* _What needs to be done_:
The records below should be copied in full, exactly as shown.

(Entries taken from a collection)
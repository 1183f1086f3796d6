use super::Request;
use parking_lot::RwLock;
use std::fmt;
use std::sync::Arc;

#[derive(Debug, Clone, Copy, PartialEq, Eq)]
pub enum RequestPhase {
    Receive,
    Process,
    Send,
    Error,
}

#[derive(Debug, Clone, Copy, PartialEq, Eq)]
pub enum Lifecycle {
    Start,
    Stop,
}

/// Observer of application lifecycle and request phases. Every hook receives
/// a snapshot, never the live request.
pub trait Logger: Send + Sync {
    fn on_start(&self) {}
    fn on_stop(&self) {}
    fn on_receive(&self, _request: &Request) {}
    fn on_process(&self, _request: &Request) {}
    fn on_send(&self, _request: &Request) {}
    fn on_error(&self, _request: &Request) {}
}

/// Logger forwarding every notification to `tracing`.
#[derive(Debug, Default, Clone, Copy)]
pub struct TracingLogger;

impl Logger for TracingLogger {
    fn on_start(&self) {
        tracing::event!(tracing::Level::INFO, action = "start");
    }

    fn on_stop(&self) {
        tracing::event!(tracing::Level::INFO, action = "stop");
    }

    fn on_receive(&self, request: &Request) {
        tracing::event!(tracing::Level::DEBUG, phase = "receive", path = %request.path);
    }

    fn on_process(&self, request: &Request) {
        tracing::event!(
            tracing::Level::DEBUG,
            phase = "process",
            path = %request.path,
            granted = request.granted
        );
    }

    fn on_send(&self, request: &Request) {
        tracing::event!(tracing::Level::DEBUG, phase = "send", path = %request.path);
    }

    fn on_error(&self, request: &Request) {
        match request.error.as_ref() {
            Some(err) => {
                tracing::event!(tracing::Level::WARN, phase = "error", path = %request.path, error = %err)
            }
            None => tracing::event!(tracing::Level::WARN, phase = "error", path = %request.path),
        }
    }
}

/// Loggers registered on an application, shared with its route handlers.
#[derive(Clone, Default)]
pub(crate) struct LoggerSet {
    inner: Arc<RwLock<Vec<Arc<dyn Logger>>>>,
}

impl LoggerSet {
    pub(crate) fn push(&self, logger: Arc<dyn Logger>) {
        self.inner.write().push(logger);
    }

    pub(crate) fn len(&self) -> usize {
        self.inner.read().len()
    }

    pub(crate) fn notify_request(&self, phase: RequestPhase, request: &Request) {
        for logger in self.inner.read().iter() {
            match phase {
                RequestPhase::Receive => logger.on_receive(request),
                RequestPhase::Process => logger.on_process(request),
                RequestPhase::Send => logger.on_send(request),
                RequestPhase::Error => logger.on_error(request),
            }
        }
    }

    pub(crate) fn notify_lifecycle(&self, event: Lifecycle) {
        for logger in self.inner.read().iter() {
            match event {
                Lifecycle::Start => logger.on_start(),
                Lifecycle::Stop => logger.on_stop(),
            }
        }
    }
}

impl fmt::Debug for LoggerSet {
    fn fmt(&self, f: &mut fmt::Formatter<'_>) -> fmt::Result {
        f.debug_struct("LoggerSet")
            .field("loggers", &self.len())
            .finish()
    }
}
pub const SEPARATOR: char = '/';

/// Normalizes `path`, resolving `.` and `..` pieces and collapsing repeated
/// separators. A trailing separator survives; `..` never climbs above the
/// root of an absolute path. The empty path normalizes to `.`.
#[inline]
#[tracing::instrument(level = "trace", fields(path_len = path.len() as u64))]
pub fn normalize(path: &str) -> String {
    if path.is_empty() {
        return ".".to_string();
    }

    let pieces: Vec<&str> = path.split(SEPARATOR).collect();
    let length = pieces.len();
    let mut newer: Vec<&str> = Vec::with_capacity(length);
    let mut last: Option<&str> = None;

    for (offset, &part) in pieces.iter().enumerate() {
        if newer.is_empty() {
            newer.push(part);
            last = Some(part);
        } else if part == "." {
            continue;
        } else if part == ".." && last != Some("..") {
            if last != Some("") {
                newer.pop();
                last = newer.last().copied();
            }
        } else if !part.is_empty() {
            if last == Some(".") {
                if let Some(tail) = newer.last_mut() {
                    *tail = part;
                }
            } else {
                newer.push(part);
            }
            last = Some(part);
        } else if offset + 1 == length {
            newer.push(part);
            last = Some(part);
        }
    }

    newer.join("/")
}

/// Joins the non-empty `paths` and normalizes the result.
pub fn join<I, S>(paths: I) -> String
where
    I: IntoIterator<Item = S>,
    S: AsRef<str>,
{
    let joined = paths
        .into_iter()
        .filter(|p| !p.as_ref().is_empty())
        .map(|p| p.as_ref().to_string())
        .collect::<Vec<_>>()
        .join("/");
    normalize(&joined)
}

/// Resolves `paths` left to right: an absolute path restarts the result, a
/// relative one is joined onto it.
pub fn resolve<I, S>(paths: I) -> String
where
    I: IntoIterator<Item = S>,
    S: AsRef<str>,
{
    let mut resolved = String::new();
    for path in paths {
        let path = path.as_ref();
        resolved = if path.starts_with(SEPARATOR) {
            normalize(path)
        } else {
            join([resolved.as_str(), path])
        };
    }
    resolved
}

/// Directory part of the normalized path; empty when it has no separator.
pub fn dirname(path: &str) -> String {
    let normalized = normalize(path);
    match normalized.rfind(SEPARATOR) {
        Some(pos) => normalized[..pos].to_string(),
        None => String::new(),
    }
}

pub fn basename(path: &str) -> String {
    let normalized = normalize(path);
    match normalized.rfind(SEPARATOR) {
        Some(pos) => normalized[pos + 1..].to_string(),
        None => normalized,
    }
}

/// Extension of the base name without its dot.
///
/// A base name without any dot has no extension and yields `""`, where a
/// plain `lastIndexOf`-style slice would return the whole name.
pub fn extname(path: &str) -> String {
    let base = basename(path);
    if base.starts_with('.') {
        return String::new();
    }
    match base.rfind('.') {
        Some(pos) => base[pos + 1..].to_string(),
        None => String::new(),
    }
}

* _Expected output_:
repository 1183f1086f3796d6
use super::Request;
use parking_lot::RwLock;
use std::fmt;
use std::sync::Arc;

#[derive(Debug, Clone, Copy, PartialEq, Eq)]
pub enum RequestPhase {
    Receive,
    Process,
    Send,
    Error,
}

#[derive(Debug, Clone, Copy, PartialEq, Eq)]
pub enum Lifecycle {
    Start,
    Stop,
}

/// Observer of application lifecycle and request phases. Every hook receives
/// a snapshot, never the live request.
pub trait Logger: Send + Sync {
    fn on_start(&self) {}
    fn on_stop(&self) {}
    fn on_receive(&self, _request: &Request) {}
    fn on_process(&self, _request: &Request) {}
    fn on_send(&self, _request: &Request) {}
    fn on_error(&self, _request: &Request) {}
}

/// Logger forwarding every notification to `tracing`.
#[derive(Debug, Default, Clone, Copy)]
pub struct TracingLogger;

impl Logger for TracingLogger {
    fn on_start(&self) {
        tracing::event!(tracing::Level::INFO, action = "start");
    }

    fn on_stop(&self) {
        tracing::event!(tracing::Level::INFO, action = "stop");
    }

    fn on_receive(&self, request: &Request) {
        tracing::event!(tracing::Level::DEBUG, phase = "receive", path = %request.path);
    }

    fn on_process(&self, request: &Request) {
        tracing::event!(
            tracing::Level::DEBUG,
            phase = "process",
            path = %request.path,
            granted = request.granted
        );
    }

    fn on_send(&self, request: &Request) {
        tracing::event!(tracing::Level::DEBUG, phase = "send", path = %request.path);
    }

    fn on_error(&self, request: &Request) {
        match request.error.as_ref() {
            Some(err) => {
                tracing::event!(tracing::Level::WARN, phase = "error", path = %request.path, error = %err)
            }
            None => tracing::event!(tracing::Level::WARN, phase = "error", path = %request.path),
        }
    }
}

/// Loggers registered on an application, shared with its route handlers.
#[derive(Clone, Default)]
pub(crate) struct LoggerSet {
    inner: Arc<RwLock<Vec<Arc<dyn Logger>>>>,
}

impl LoggerSet {
    pub(crate) fn push(&self, logger: Arc<dyn Logger>) {
        self.inner.write().push(logger);
    }

    pub(crate) fn len(&self) -> usize {
        self.inner.read().len()
    }

    pub(crate) fn notify_request(&self, phase: RequestPhase, request: &Request) {
        for logger in self.inner.read().iter() {
            match phase {
                RequestPhase::Receive => logger.on_receive(request),
                RequestPhase::Process => logger.on_process(request),
                RequestPhase::Send => logger.on_send(request),
                RequestPhase::Error => logger.on_error(request),
            }
        }
    }

    pub(crate) fn notify_lifecycle(&self, event: Lifecycle) {
        for logger in self.inner.read().iter() {
            match event {
                Lifecycle::Start => logger.on_start(),
                Lifecycle::Stop => logger.on_stop(),
            }
        }
    }
}

impl fmt::Debug for LoggerSet {
    fn fmt(&self, f: &mut fmt::Formatter<'_>) -> fmt::Result {
        f.debug_struct("LoggerSet")
            .field("loggers", &self.len())
            .finish()
    }
}
pub const SEPARATOR: char = '/';

/// Normalizes `path`, resolving `.` and `..` pieces and collapsing repeated
/// separators. A trailing separator survives; `..` never climbs above the
/// root of an absolute path. The empty path normalizes to `.`.
#[inline]
#[tracing::instrument(level = "trace", fields(path_len = path.len() as u64))]
pub fn normalize(path: &str) -> String {
    if path.is_empty() {
        return ".".to_string();
    }

    let pieces: Vec<&str> = path.split(SEPARATOR).collect();
    let length = pieces.len();
    let mut newer: Vec<&str> = Vec::with_capacity(length);
    let mut last: Option<&str> = None;

    for (offset, &part) in pieces.iter().enumerate() {
        if newer.is_empty() {
            newer.push(part);
            last = Some(part);
        } else if part == "." {
            continue;
        } else if part == ".." && last != Some("..") {
            if last != Some("") {
                newer.pop();
                last = newer.last().copied();
            }
        } else if !part.is_empty() {
            if last == Some(".") {
                if let Some(tail) = newer.last_mut() {
                    *tail = part;
                }
            } else {
                newer.push(part);
            }
            last = Some(part);
        } else if offset + 1 == length {
            newer.push(part);
            last = Some(part);
        }
    }

    newer.join("/")
}

/// Joins the non-empty `paths` and normalizes the result.
pub fn join<I, S>(paths: I) -> String
where
    I: IntoIterator<Item = S>,
    S: AsRef<str>,
{
    let joined = paths
        .into_iter()
        .filter(|p| !p.as_ref().is_empty())
        .map(|p| p.as_ref().to_string())
        .collect::<Vec<_>>()
        .join("/");
    normalize(&joined)
}

/// Resolves `paths` left to right: an absolute path restarts the result, a
/// relative one is joined onto it.
pub fn resolve<I, S>(paths: I) -> String
where
    I: IntoIterator<Item = S>,
    S: AsRef<str>,
{
    let mut resolved = String::new();
    for path in paths {
        let path = path.as_ref();
        resolved = if path.starts_with(SEPARATOR) {
            normalize(path)
        } else {
            join([resolved.as_str(), path])
        };
    }
    resolved
}

/// Directory part of the normalized path; empty when it has no separator.
pub fn dirname(path: &str) -> String {
    let normalized = normalize(path);
    match normalized.rfind(SEPARATOR) {
        Some(pos) => normalized[..pos].to_string(),
        None => String::new(),
    }
}

pub fn basename(path: &str) -> String {
    let normalized = normalize(path);
    match normalized.rfind(SEPARATOR) {
        Some(pos) => normalized[pos + 1..].to_string(),
        None => normalized,
    }
}

/// Extension of the base name without its dot.
///
/// A base name without any dot has no extension and yields `""`, where a
/// plain `lastIndexOf`-style slice would return the whole name.
pub fn extname(path: &str) -> String {
    let base = basename(path);
    if base.starts_with('.') {
        return String::new();
    }
    match base.rfind('.') {
        Some(pos) => base[pos + 1..].to_string(),
        None => String::new(),
    }
}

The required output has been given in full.